### Action item
In the data below, which lines hold "links"? Copy every one.

### Material provided

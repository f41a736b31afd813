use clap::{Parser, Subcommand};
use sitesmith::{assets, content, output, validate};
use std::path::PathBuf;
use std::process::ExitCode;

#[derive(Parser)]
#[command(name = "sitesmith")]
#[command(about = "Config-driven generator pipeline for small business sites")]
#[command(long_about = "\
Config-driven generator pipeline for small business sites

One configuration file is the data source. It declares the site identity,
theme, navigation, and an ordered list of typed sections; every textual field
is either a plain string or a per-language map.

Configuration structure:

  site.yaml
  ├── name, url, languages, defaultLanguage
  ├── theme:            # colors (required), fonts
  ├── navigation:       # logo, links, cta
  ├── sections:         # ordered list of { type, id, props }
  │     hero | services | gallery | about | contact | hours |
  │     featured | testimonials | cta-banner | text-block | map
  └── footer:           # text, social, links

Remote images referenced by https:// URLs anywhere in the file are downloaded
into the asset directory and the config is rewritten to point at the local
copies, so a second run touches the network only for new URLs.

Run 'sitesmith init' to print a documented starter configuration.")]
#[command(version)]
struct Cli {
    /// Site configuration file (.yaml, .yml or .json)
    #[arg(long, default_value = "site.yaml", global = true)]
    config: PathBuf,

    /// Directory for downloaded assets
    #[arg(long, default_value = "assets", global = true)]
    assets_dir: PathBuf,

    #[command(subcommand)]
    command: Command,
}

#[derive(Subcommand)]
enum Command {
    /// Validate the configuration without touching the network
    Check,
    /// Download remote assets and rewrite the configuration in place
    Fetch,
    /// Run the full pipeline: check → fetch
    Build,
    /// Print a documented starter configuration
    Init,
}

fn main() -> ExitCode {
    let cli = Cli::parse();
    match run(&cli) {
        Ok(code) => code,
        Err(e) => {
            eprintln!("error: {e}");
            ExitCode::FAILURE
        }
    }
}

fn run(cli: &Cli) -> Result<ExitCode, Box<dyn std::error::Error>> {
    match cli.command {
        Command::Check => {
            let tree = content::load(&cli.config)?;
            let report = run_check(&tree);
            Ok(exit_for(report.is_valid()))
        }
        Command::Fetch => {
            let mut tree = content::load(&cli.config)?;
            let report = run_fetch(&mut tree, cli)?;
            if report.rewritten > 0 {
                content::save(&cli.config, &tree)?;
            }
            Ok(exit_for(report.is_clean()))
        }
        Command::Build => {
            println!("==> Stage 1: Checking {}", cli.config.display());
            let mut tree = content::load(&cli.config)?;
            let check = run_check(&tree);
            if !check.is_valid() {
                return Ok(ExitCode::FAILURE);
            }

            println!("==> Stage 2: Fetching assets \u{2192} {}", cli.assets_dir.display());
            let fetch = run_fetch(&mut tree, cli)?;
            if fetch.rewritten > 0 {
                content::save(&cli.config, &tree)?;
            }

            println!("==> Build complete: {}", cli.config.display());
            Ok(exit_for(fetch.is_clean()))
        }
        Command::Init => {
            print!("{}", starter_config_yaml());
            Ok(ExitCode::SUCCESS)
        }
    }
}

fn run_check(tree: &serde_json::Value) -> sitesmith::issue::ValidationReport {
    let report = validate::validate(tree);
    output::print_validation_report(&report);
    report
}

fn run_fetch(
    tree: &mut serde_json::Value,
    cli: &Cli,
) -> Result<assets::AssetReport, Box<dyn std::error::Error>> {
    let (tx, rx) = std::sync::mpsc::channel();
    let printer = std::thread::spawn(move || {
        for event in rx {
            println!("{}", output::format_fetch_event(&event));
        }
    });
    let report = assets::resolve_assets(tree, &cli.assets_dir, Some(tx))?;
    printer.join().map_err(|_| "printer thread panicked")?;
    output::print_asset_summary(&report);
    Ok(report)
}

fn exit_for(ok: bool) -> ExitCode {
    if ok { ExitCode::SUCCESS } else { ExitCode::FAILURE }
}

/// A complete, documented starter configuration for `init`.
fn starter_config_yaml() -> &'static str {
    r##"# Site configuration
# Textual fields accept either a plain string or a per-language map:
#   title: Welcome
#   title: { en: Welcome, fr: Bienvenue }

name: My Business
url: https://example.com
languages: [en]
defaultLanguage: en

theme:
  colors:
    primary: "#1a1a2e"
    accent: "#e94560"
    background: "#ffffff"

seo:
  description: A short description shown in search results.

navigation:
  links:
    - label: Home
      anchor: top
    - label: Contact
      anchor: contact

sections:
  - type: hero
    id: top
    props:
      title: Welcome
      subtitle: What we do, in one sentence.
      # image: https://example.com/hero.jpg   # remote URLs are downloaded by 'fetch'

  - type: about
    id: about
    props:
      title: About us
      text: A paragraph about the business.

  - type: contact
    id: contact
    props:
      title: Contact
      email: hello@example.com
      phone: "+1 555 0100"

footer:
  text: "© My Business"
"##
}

### Response
  ├── navigation:       # logo, links, cta
  └── footer:           # text, social, links
  links:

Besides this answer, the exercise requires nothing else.